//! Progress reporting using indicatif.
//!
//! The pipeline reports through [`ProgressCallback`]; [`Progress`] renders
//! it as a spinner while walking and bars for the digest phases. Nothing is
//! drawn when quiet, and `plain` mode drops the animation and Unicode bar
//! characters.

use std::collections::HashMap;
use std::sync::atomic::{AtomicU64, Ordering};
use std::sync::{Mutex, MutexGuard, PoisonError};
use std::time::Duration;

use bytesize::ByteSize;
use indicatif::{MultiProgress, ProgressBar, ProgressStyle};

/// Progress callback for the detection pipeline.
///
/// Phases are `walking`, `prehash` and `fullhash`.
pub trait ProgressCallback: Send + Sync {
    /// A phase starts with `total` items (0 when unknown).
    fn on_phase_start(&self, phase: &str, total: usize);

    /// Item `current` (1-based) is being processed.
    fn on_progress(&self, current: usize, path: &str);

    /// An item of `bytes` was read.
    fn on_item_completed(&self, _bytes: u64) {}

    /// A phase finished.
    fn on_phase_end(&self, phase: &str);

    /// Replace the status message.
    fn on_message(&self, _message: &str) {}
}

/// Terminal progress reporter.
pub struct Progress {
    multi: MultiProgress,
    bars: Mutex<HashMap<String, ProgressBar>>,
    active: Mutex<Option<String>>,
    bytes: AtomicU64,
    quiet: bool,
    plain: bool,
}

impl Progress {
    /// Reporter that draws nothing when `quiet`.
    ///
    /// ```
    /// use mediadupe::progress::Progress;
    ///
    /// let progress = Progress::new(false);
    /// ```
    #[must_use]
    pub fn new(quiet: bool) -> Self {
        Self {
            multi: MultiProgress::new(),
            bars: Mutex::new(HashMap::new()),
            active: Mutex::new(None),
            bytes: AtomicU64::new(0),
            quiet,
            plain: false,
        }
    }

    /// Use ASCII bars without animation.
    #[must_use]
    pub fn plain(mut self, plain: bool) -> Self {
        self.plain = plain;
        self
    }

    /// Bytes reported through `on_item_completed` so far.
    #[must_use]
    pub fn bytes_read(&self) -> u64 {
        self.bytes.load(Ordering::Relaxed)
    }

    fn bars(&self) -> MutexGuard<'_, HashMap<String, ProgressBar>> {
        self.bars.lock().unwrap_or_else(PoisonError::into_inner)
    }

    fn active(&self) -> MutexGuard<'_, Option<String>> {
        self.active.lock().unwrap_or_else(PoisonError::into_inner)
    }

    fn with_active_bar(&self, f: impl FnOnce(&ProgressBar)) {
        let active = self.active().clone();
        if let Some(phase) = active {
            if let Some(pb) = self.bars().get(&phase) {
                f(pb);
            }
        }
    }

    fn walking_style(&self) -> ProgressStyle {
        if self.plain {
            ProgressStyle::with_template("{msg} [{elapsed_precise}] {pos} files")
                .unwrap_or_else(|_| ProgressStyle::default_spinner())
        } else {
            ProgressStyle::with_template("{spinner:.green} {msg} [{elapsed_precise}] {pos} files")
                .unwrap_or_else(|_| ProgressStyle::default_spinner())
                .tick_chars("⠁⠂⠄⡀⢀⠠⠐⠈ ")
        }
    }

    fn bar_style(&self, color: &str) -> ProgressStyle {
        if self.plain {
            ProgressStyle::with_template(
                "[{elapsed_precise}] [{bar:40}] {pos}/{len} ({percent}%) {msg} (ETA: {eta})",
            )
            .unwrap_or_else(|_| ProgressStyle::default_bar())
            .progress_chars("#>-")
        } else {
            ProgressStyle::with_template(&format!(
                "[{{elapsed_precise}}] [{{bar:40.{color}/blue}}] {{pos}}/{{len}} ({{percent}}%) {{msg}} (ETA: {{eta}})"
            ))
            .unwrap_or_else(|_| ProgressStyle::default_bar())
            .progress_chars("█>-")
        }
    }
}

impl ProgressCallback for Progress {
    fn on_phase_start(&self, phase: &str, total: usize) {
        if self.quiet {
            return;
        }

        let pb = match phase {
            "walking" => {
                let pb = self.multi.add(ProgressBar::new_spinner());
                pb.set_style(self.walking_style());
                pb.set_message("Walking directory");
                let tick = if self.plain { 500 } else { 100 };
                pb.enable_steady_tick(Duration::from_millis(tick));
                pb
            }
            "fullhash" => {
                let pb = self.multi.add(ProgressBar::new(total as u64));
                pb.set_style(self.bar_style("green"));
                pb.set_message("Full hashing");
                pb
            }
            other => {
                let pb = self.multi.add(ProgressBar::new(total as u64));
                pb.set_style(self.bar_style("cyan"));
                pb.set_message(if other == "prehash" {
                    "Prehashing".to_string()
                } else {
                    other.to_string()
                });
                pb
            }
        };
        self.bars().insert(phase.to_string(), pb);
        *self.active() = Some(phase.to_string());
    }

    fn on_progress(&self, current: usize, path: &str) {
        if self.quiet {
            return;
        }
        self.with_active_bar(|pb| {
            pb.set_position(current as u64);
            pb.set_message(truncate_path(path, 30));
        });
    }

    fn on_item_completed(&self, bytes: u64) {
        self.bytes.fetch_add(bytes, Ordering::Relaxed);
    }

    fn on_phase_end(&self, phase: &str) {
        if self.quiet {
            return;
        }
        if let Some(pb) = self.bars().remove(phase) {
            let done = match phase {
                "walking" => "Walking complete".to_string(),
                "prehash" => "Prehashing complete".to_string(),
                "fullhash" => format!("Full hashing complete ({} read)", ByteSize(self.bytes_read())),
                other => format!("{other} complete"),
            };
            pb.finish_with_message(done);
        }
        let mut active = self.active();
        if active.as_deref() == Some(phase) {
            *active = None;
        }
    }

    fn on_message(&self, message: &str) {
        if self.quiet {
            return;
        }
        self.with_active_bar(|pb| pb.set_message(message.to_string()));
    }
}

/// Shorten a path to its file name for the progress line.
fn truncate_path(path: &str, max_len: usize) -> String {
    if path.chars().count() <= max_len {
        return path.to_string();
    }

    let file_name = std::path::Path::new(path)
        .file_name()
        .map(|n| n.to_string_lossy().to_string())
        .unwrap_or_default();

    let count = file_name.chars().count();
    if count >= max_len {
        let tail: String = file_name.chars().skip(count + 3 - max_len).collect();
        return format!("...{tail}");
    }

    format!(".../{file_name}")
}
==========
What you return should match every line above exactly.

//! Progress reporting using indicatif.
//!
//! The pipeline reports through [`ProgressCallback`]; [`Progress`] renders
//! it as a spinner while walking and bars for the digest phases. Nothing is
//! drawn when quiet, and `plain` mode drops the animation and Unicode bar
//! characters.

use std::collections::HashMap;
use std::sync::atomic::{AtomicU64, Ordering};
use std::sync::{Mutex, MutexGuard, PoisonError};
use std::time::Duration;

use bytesize::ByteSize;
use indicatif::{MultiProgress, ProgressBar, ProgressStyle};

/// Progress callback for the detection pipeline.
///
/// Phases are `walking`, `prehash` and `fullhash`.
pub trait ProgressCallback: Send + Sync {
    /// A phase starts with `total` items (0 when unknown).
    fn on_phase_start(&self, phase: &str, total: usize);

    /// Item `current` (1-based) is being processed.
    fn on_progress(&self, current: usize, path: &str);

    /// An item of `bytes` was read.
    fn on_item_completed(&self, _bytes: u64) {}

    /// A phase finished.
    fn on_phase_end(&self, phase: &str);

    /// Replace the status message.
    fn on_message(&self, _message: &str) {}
}

/// Terminal progress reporter.
pub struct Progress {
    multi: MultiProgress,
    bars: Mutex<HashMap<String, ProgressBar>>,
    active: Mutex<Option<String>>,
    bytes: AtomicU64,
    quiet: bool,
    plain: bool,
}

impl Progress {
    /// Reporter that draws nothing when `quiet`.
    ///
    /// ```
    /// use mediadupe::progress::Progress;
    ///
    /// let progress = Progress::new(false);
    /// ```
    #[must_use]
    pub fn new(quiet: bool) -> Self {
        Self {
            multi: MultiProgress::new(),
            bars: Mutex::new(HashMap::new()),
            active: Mutex::new(None),
            bytes: AtomicU64::new(0),
            quiet,
            plain: false,
        }
    }

    /// Use ASCII bars without animation.
    #[must_use]
    pub fn plain(mut self, plain: bool) -> Self {
        self.plain = plain;
        self
    }

    /// Bytes reported through `on_item_completed` so far.
    #[must_use]
    pub fn bytes_read(&self) -> u64 {
        self.bytes.load(Ordering::Relaxed)
    }

    fn bars(&self) -> MutexGuard<'_, HashMap<String, ProgressBar>> {
        self.bars.lock().unwrap_or_else(PoisonError::into_inner)
    }

    fn active(&self) -> MutexGuard<'_, Option<String>> {
        self.active.lock().unwrap_or_else(PoisonError::into_inner)
    }

    fn with_active_bar(&self, f: impl FnOnce(&ProgressBar)) {
        let active = self.active().clone();
        if let Some(phase) = active {
            if let Some(pb) = self.bars().get(&phase) {
                f(pb);
            }
        }
    }

    fn walking_style(&self) -> ProgressStyle {
        if self.plain {
            ProgressStyle::with_template("{msg} [{elapsed_precise}] {pos} files")
                .unwrap_or_else(|_| ProgressStyle::default_spinner())
        } else {
            ProgressStyle::with_template("{spinner:.green} {msg} [{elapsed_precise}] {pos} files")
                .unwrap_or_else(|_| ProgressStyle::default_spinner())
                .tick_chars("⠁⠂⠄⡀⢀⠠⠐⠈ ")
        }
    }

    fn bar_style(&self, color: &str) -> ProgressStyle {
        if self.plain {
            ProgressStyle::with_template(
                "[{elapsed_precise}] [{bar:40}] {pos}/{len} ({percent}%) {msg} (ETA: {eta})",
            )
            .unwrap_or_else(|_| ProgressStyle::default_bar())
            .progress_chars("#>-")
        } else {
            ProgressStyle::with_template(&format!(
                "[{{elapsed_precise}}] [{{bar:40.{color}/blue}}] {{pos}}/{{len}} ({{percent}}%) {{msg}} (ETA: {{eta}})"
            ))
            .unwrap_or_else(|_| ProgressStyle::default_bar())
            .progress_chars("█>-")
        }
    }
}

impl ProgressCallback for Progress {
    fn on_phase_start(&self, phase: &str, total: usize) {
        if self.quiet {
            return;
        }

        let pb = match phase {
            "walking" => {
                let pb = self.multi.add(ProgressBar::new_spinner());
                pb.set_style(self.walking_style());
                pb.set_message("Walking directory");
                let tick = if self.plain { 500 } else { 100 };
                pb.enable_steady_tick(Duration::from_millis(tick));
                pb
            }
            "fullhash" => {
                let pb = self.multi.add(ProgressBar::new(total as u64));
                pb.set_style(self.bar_style("green"));
                pb.set_message("Full hashing");
                pb
            }
            other => {
                let pb = self.multi.add(ProgressBar::new(total as u64));
                pb.set_style(self.bar_style("cyan"));
                pb.set_message(if other == "prehash" {
                    "Prehashing".to_string()
                } else {
                    other.to_string()
                });
                pb
            }
        };
        self.bars().insert(phase.to_string(), pb);
        *self.active() = Some(phase.to_string());
    }

    fn on_progress(&self, current: usize, path: &str) {
        if self.quiet {
            return;
        }
        self.with_active_bar(|pb| {
            pb.set_position(current as u64);
            pb.set_message(truncate_path(path, 30));
        });
    }

    fn on_item_completed(&self, bytes: u64) {
        self.bytes.fetch_add(bytes, Ordering::Relaxed);
    }

    fn on_phase_end(&self, phase: &str) {
        if self.quiet {
            return;
        }
        if let Some(pb) = self.bars().remove(phase) {
            let done = match phase {
                "walking" => "Walking complete".to_string(),
                "prehash" => "Prehashing complete".to_string(),
                "fullhash" => format!("Full hashing complete ({} read)", ByteSize(self.bytes_read())),
                other => format!("{other} complete"),
            };
            pb.finish_with_message(done);
        }
        let mut active = self.active();
        if active.as_deref() == Some(phase) {
            *active = None;
        }
    }

    fn on_message(&self, message: &str) {
        if self.quiet {
            return;
        }
        self.with_active_bar(|pb| pb.set_message(message.to_string()));
    }
}

/// Shorten a path to its file name for the progress line.
fn truncate_path(path: &str, max_len: usize) -> String {
    if path.chars().count() <= max_len {
        return path.to_string();
    }

    let file_name = std::path::Path::new(path)
        .file_name()
        .map(|n| n.to_string_lossy().to_string())
        .unwrap_or_default();

    let count = file_name.chars().count();
    if count >= max_len {
        let tail: String = file_name.chars().skip(count + 3 - max_len).collect();
        return format!("...{tail}");
    }

    format!(".../{file_name}")
}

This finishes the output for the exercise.